When I started this thread it was to learn how others had developed "work arounds" for the "short comings" I see in Phocus.
Seems it's going in another direction that may provide some valuable input for Hasselblad - that's good!
Well, here are a few of my thoughts starting with a bit of history:
I shoot landscapes and abstracts.
I actually worked as a "consultant" to Hassie and Nikon when they were developing their first digital cameras. From that experience I learned Nikon is craving input/feedback, Hasselblad listens then does goes back to their own thoughts. Now that was quite a few years ago but seemed rather ingrained in the culture.
It is also interesting to note that Nikon's work promptly produced a camera, Hassies did not for many years. I put that down to their NIH attitude to input (Not Invented Here).
That said, I stuck with 4x5 and 503cw film and my Howtek Hi-Resolve 8000 drums scanner until the Phase P45 plus arrived on the scene. With the advent of this back I could no longer technically justify staying with film. Thus I made the full jump to digital mating a P45 to the 503cw and CFI lenses that I owned. Upgraded to the P45+ when it came out then to the H1 and H2 bodies for my P45+.
Part of my decision to stick with the P45+ rather than go to the H-39 back on the H1/2 was based on two simple elements - P45+ was bought and paid for AND the Capture One software was far better in my opinion than the Hasselblad offering. (I feel I have some authority on what constitutes quality software as my company developed various graphics and machine control software products on the SGI platform.)
This combination of the H2 and P45+ with the Phase software was excellent. However, earlier this year it appeared as thought I was not going to get the opportunity to travel/photograph as I had planned so several months back I sold the gear rather than let it depreciate in the closet.
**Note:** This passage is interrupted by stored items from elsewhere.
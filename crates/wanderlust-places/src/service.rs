//! The place normalizer: live provider lookups with a deterministic mock
//! fallback.
//!
//! Fallback policy per operation:
//!
//! | operation                | unconfigured      | provider failure |
//! |--------------------------|-------------------|------------------|
//! | [`PlacesService::search`]               | filtered mocks    | filtered mocks   |
//! | [`PlacesService::popular_destinations`] | all mocks         | all mocks        |
//! | [`PlacesService::find_nearby`]          | mock nearby list  | mock nearby list |
//! | [`PlacesService::get_details`]          | canned detail     | `None`           |
//! | [`PlacesService::geocode`]              | mock coordinate   | `None`           |
//!
//! No operation returns an error; failures are logged and absorbed here.

use wanderlust_core::AppConfig;

use crate::client::{PlacesClient, DEFAULT_BASE_URL, DETAIL_FIELDS, SEARCH_PLACE_TYPES};
use crate::error::PlacesError;
use crate::mock;
use crate::model::{GeocodeResult, NearbyPlace, PlaceDetail, PlaceRecord};
use crate::normalize::{
    normalize_details, normalize_geocode, normalize_nearby, normalize_place, PhotoSource,
};

pub const DEFAULT_TIMEOUT_SECS: u64 = 5;
pub const DEFAULT_NEARBY_TYPE: &str = "tourist_attraction";
pub const DEFAULT_NEARBY_RADIUS: u32 = 5000;
pub const POPULAR_QUERY: &str = "popular tourist destinations";

/// Values shipped in sample `.env` files that must never reach the provider.
const PLACEHOLDER_KEYS: &[&str] = &[
    "changeme",
    "change-me",
    "placeholder",
    "your_api_key",
    "your-api-key",
    "your_google_maps_api_key",
    "your-google-maps-api-key",
    "xxx",
];

/// Returns `true` for blank keys and well-known sample values.
#[must_use]
pub fn is_placeholder_key(key: &str) -> bool {
    let key = key.trim().to_ascii_lowercase();
    key.is_empty()
        || PLACEHOLDER_KEYS.contains(&key.as_str())
        || (key.starts_with("your") && key.ends_with("key"))
}

/// Provider settings, built once per process.
#[derive(Clone)]
pub struct ProviderConfig {
    pub api_key: Option<String>,
    pub base_url: String,
    pub timeout_secs: u64,
}

impl Default for ProviderConfig {
    fn default() -> Self {
        Self {
            api_key: None,
            base_url: DEFAULT_BASE_URL.to_string(),
            timeout_secs: DEFAULT_TIMEOUT_SECS,
        }
    }
}

impl std::fmt::Debug for ProviderConfig {
    fn fmt(&self, f: &mut std::fmt::Formatter<'_>) -> std::fmt::Result {
        f.debug_struct("ProviderConfig")
            .field("api_key", &self.api_key.as_ref().map(|_| "[redacted]"))
            .field("base_url", &self.base_url)
            .field("timeout_secs", &self.timeout_secs)
            .finish()
    }
}

impl ProviderConfig {
    #[must_use]
    pub fn from_app_config(config: &AppConfig) -> Self {
        Self {
            api_key: config.google_maps_api_key.clone(),
            base_url: config.places_base_url.clone(),
            timeout_secs: config.places_timeout_secs,
        }
    }

    /// The API key, unless it is missing or a placeholder.
    #[must_use]
    pub fn usable_api_key(&self) -> Option<&str> {
        self.api_key.as_deref().filter(|k| !is_placeholder_key(k))
    }
}

/// Normalizes provider place data, or serves mocks when it cannot.
///
/// Holds no mutable state; share it across tasks behind an `Arc`.
pub struct PlacesService {
    client: Option<PlacesClient>,
}

impl PlacesService {
    /// Builds the service. Without a usable key the instance stays in mock
    /// mode for its whole lifetime.
    ///
    /// # Errors
    ///
    /// Returns [`PlacesError`] if a key is configured but the HTTP client or
    /// base URL cannot be set up.
    pub fn new(config: &ProviderConfig) -> Result<Self, PlacesError> {
        let Some(api_key) = config.usable_api_key() else {
            tracing::info!("no usable Google Maps API key configured; serving mock place data");
            return Ok(Self::mock());
        };

        let client = PlacesClient::with_base_url(api_key, config.timeout_secs, &config.base_url)?;
        tracing::info!(
            base_url = client.base_url(),
            timeout_secs = config.timeout_secs,
            "places provider enabled"
        );
        Ok(Self {
            client: Some(client),
        })
    }

    /// A service that never contacts the provider.
    #[must_use]
    pub fn mock() -> Self {
        Self { client: None }
    }

    /// `true` when a provider is configured.
    #[must_use]
    pub fn is_live(&self) -> bool {
        self.client.is_some()
    }

    /// Destination search by free text, capped at `limit` results.
    pub async fn search(&self, query: &str, limit: usize) -> Vec<PlaceRecord> {
        let Some(client) = &self.client else {
            return truncate(mock::destinations(query), limit);
        };

        match client.text_search(query, SEARCH_PLACE_TYPES).await {
            Ok(raw) => {
                let photos = photo_source(client);
                let records: Vec<PlaceRecord> = raw
                    .iter()
                    .filter_map(|p| normalize_place(p, photos))
                    .take(limit)
                    .collect();
                tracing::debug!(query, count = records.len(), "destination search");
                records
            }
            Err(e) => {
                tracing::warn!(error = %e, query, "destination search failed; serving mock data");
                truncate(mock::destinations(query), limit)
            }
        }
    }

    /// Popular destinations for the landing page.
    ///
    /// Unlike [`Self::search`], the mock fallback is unfiltered: the fixed
    /// query never matches a mock name.
    pub async fn popular_destinations(&self, limit: usize) -> Vec<PlaceRecord> {
        let Some(client) = &self.client else {
            return truncate(mock::destinations(""), limit);
        };

        match client.text_search(POPULAR_QUERY, SEARCH_PLACE_TYPES).await {
            Ok(raw) => {
                let photos = photo_source(client);
                raw.iter()
                    .filter_map(|p| normalize_place(p, photos))
                    .take(limit)
                    .collect()
            }
            Err(e) => {
                tracing::warn!(error = %e, "popular destinations failed; serving mock data");
                truncate(mock::destinations(""), limit)
            }
        }
    }

    /// Full detail for one place.
    ///
    /// Mock mode always answers. In live mode any provider failure, including
    /// an unknown id, yields `None`.
    pub async fn get_details(&self, place_id: &str) -> Option<PlaceDetail> {
        let Some(client) = &self.client else {
            return Some(mock::place_details(place_id));
        };

        match client.place_details(place_id, DETAIL_FIELDS).await {
            Ok(Some(raw)) => Some(normalize_details(&raw, place_id, photo_source(client))),
            Ok(None) => {
                tracing::debug!(place_id, "place details returned no result");
                None
            }
            Err(e) => {
                tracing::warn!(error = %e, place_id, "place details failed");
                None
            }
        }
    }

    /// Places of `place_type` within `radius` metres of a point.
    pub async fn find_nearby(
        &self,
        lat: f64,
        lng: f64,
        place_type: &str,
        radius: u32,
    ) -> Vec<NearbyPlace> {
        let Some(client) = &self.client else {
            return mock::nearby_places();
        };

        match client.nearby_search(lat, lng, radius, place_type).await {
            Ok(raw) => {
                let photos = photo_source(client);
                let places: Vec<NearbyPlace> = raw
                    .iter()
                    .filter_map(|p| normalize_nearby(p, photos))
                    .collect();
                tracing::debug!(lat, lng, place_type, radius, count = places.len(), "nearby search");
                places
            }
            Err(e) => {
                tracing::warn!(error = %e, lat, lng, "nearby search failed; serving mock data");
                mock::nearby_places()
            }
        }
    }

    /// Forward geocode, first result only.
    ///
    /// Mock mode returns a fixed coordinate. In live mode a provider failure
    /// or an empty result list yields `None`.
    pub async fn geocode(&self, address: &str) -> Option<GeocodeResult> {
        let Some(client) = &self.client else {
            return Some(mock::geocode(address));
        };

        match client.geocode(address).await {
            Ok(results) => results
                .first()
                .and_then(|r| normalize_geocode(r, address)),
            Err(e) => {
                tracing::warn!(error = %e, address, "geocoding failed");
                None
            }
        }
    }
}

fn photo_source(client: &PlacesClient) -> PhotoSource<'_> {
    PhotoSource {
        base_url: client.base_url(),
        api_key: client.api_key(),
    }
}

fn truncate<T>(mut items: Vec<T>, limit: usize) -> Vec<T> {
    items.truncate(limit);
    items
}

#[cfg(test)]
mod tests {
    use super::*;

    #[test]
    fn placeholder_keys_are_detected() {
        assert!(is_placeholder_key(""));
        assert!(is_placeholder_key("   "));
        assert!(is_placeholder_key("your_google_maps_api_key"));
        assert!(is_placeholder_key("YOUR-API-KEY"));
        assert!(is_placeholder_key("changeme"));
        assert!(!is_placeholder_key("AIzaSyA-real-looking-key"));
    }

    #[test]
    fn placeholder_key_puts_service_in_mock_mode() {
        let config = ProviderConfig {
            api_key: Some("your_google_maps_api_key".to_string()),
            ..ProviderConfig::default()
        };
        assert!(config.usable_api_key().is_none());
        let service = PlacesService::new(&config).expect("service");
        assert!(!service.is_live());
    }

    #[test]
    fn real_key_enables_provider() {
        let config = ProviderConfig {
            api_key: Some("AIza-test".to_string()),
            ..ProviderConfig::default()
        };
        let service = PlacesService::new(&config).expect("service");
        assert!(service.is_live());
    }

    #[test]
    fn provider_config_debug_redacts_key() {
        let config = ProviderConfig {
            api_key: Some("AIza-secret".to_string()),
            ..ProviderConfig::default()
        };
        assert!(!format!("{config:?}").contains("AIza-secret"));
    }

    #[tokio::test]
    async fn mock_search_filters_by_query() {
        let service = PlacesService::mock();
        let results = service.search("Paris", 10).await;
        assert!(!results.is_empty());
        for record in &results {
            assert!(
                record.name.to_lowercase().contains("paris")
                    || record.country.to_lowercase().contains("paris")
            );
        }
        assert!(service.search("zzzznotfound", 10).await.is_empty());
    }

    #[tokio::test]
    async fn mock_search_respects_limit() {
        let service = PlacesService::mock();
        assert_eq!(service.search("", 3).await.len(), 3);
        assert!(service.popular_destinations(0).await.is_empty());
    }

    #[tokio::test]
    async fn mock_popular_destinations_are_unfiltered() {
        let service = PlacesService::mock();
        assert_eq!(
            service.popular_destinations(100).await,
            mock::destinations("")
        );
    }

    #[tokio::test]
    async fn mock_details_never_absent() {
        let service = PlacesService::mock();
        let detail = service.get_details("ChIJ-any").await.expect("detail");
        assert_eq!(detail.place.id, "ChIJ-any");
    }

    #[tokio::test]
    async fn mock_geocode_returns_fixed_coordinate() {
        let service = PlacesService::mock();
        let result = service.geocode("Somewhere 1").await.expect("result");
        assert!(result.lat.abs() < f64::EPSILON && result.lng.abs() < f64::EPSILON);
        assert_eq!(result.formatted_address, "Somewhere 1");
    }

    #[tokio::test]
    async fn mock_nearby_returns_fixed_list() {
        let service = PlacesService::mock();
        let places = service
            .find_nearby(48.85, 2.35, DEFAULT_NEARBY_TYPE, DEFAULT_NEARBY_RADIUS)
            .await;
        assert_eq!(places, mock::nearby_places());
    }
}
Through good luck, I was able to restructure my time and return to my "Mistress of Photography" just prior to the time that PhotoKina occurred this year.
In the weeks prior to PhotoKina I tested the Leaf AFi and the Phase/Mamiya P45+ offerings. My conclusions from those test were that neither company could match the camera features (Profiles and User Definable camera presets) of what I had with the H2 camera body. Additionally I found the Phase/Mamiya 28mm lens lacking in quality that I felt should be there.
Quite a dilemma for me: Liked the Leaf lenses but missed the H2 users presets and lens quality, plus had little use for the Leaf RAW developer; Had no use for the Phase camera body and felt the 28mm was lacking BUT felt their RAW developer was far better than any in the market; Hassie prices were just not in line and the concept of supporting a closed system was not to my liking.
Well, PhotoKina and Hassie's new price structure hit me right. I tested the H3DII with the 28 and 80 lenses and wrote my check for the new price structure.
Screw my concerns about closed system, I was not going to cut off my nose to spite my face!
With my photography obsession being a non-profit venture this was the path that did the least financial damage to my reserves and yet gave me what I felt was superior hardware.
The caveat is that it gave me what I feel is an inferior software RAW developer when put in comparison to Capture One.
From my experience the criteria to judge our camera choices are:
1. Quality of the lens - if the lense are not superior then you're just pissing away your money and time.
2. Camera body, it's internal processor and internal control software - must be able to push the lens to the limit in a user preferred method.
3. RAW developer - if this is not an excellent tool in taking the above two elements electron gather capabilites and generating a near perfect TIFF file to work with in PS, they why bother.
It is on issue 3 that Hassie fails to make the grade, in my opinion, and thus what is requiring the user to find "work arounds"!
Not because we want to but because we have no choice if we are going to produce the image our passion demands.
Thus, I suggest that the manager of your software development team should take an indepth look at what the winning tool is, Capture One, and get to work.
If this has already been done, then do it again and this time from a users perspective.
My strong belief is that the RAW developer must produce an excellent TIFF file, and Phocus does not. Pull out the shadow and highlight details in Phocus, not. Give me an excellently rendered Preview image in Phocus, not. Give me totally user controlled file structures, not. Etc., etc, etc.
In short, with the price adjustments made at PhotoKina, the software is the only major negative issue left for Hasselblad to conquer! You have a great marketing machine, excellent hardware/lenses, historical reputation, etc. Just a marginal RAW developer, and that enough to drive perspective buyers to the other offerings, or to be frustrated trying to find work arounds.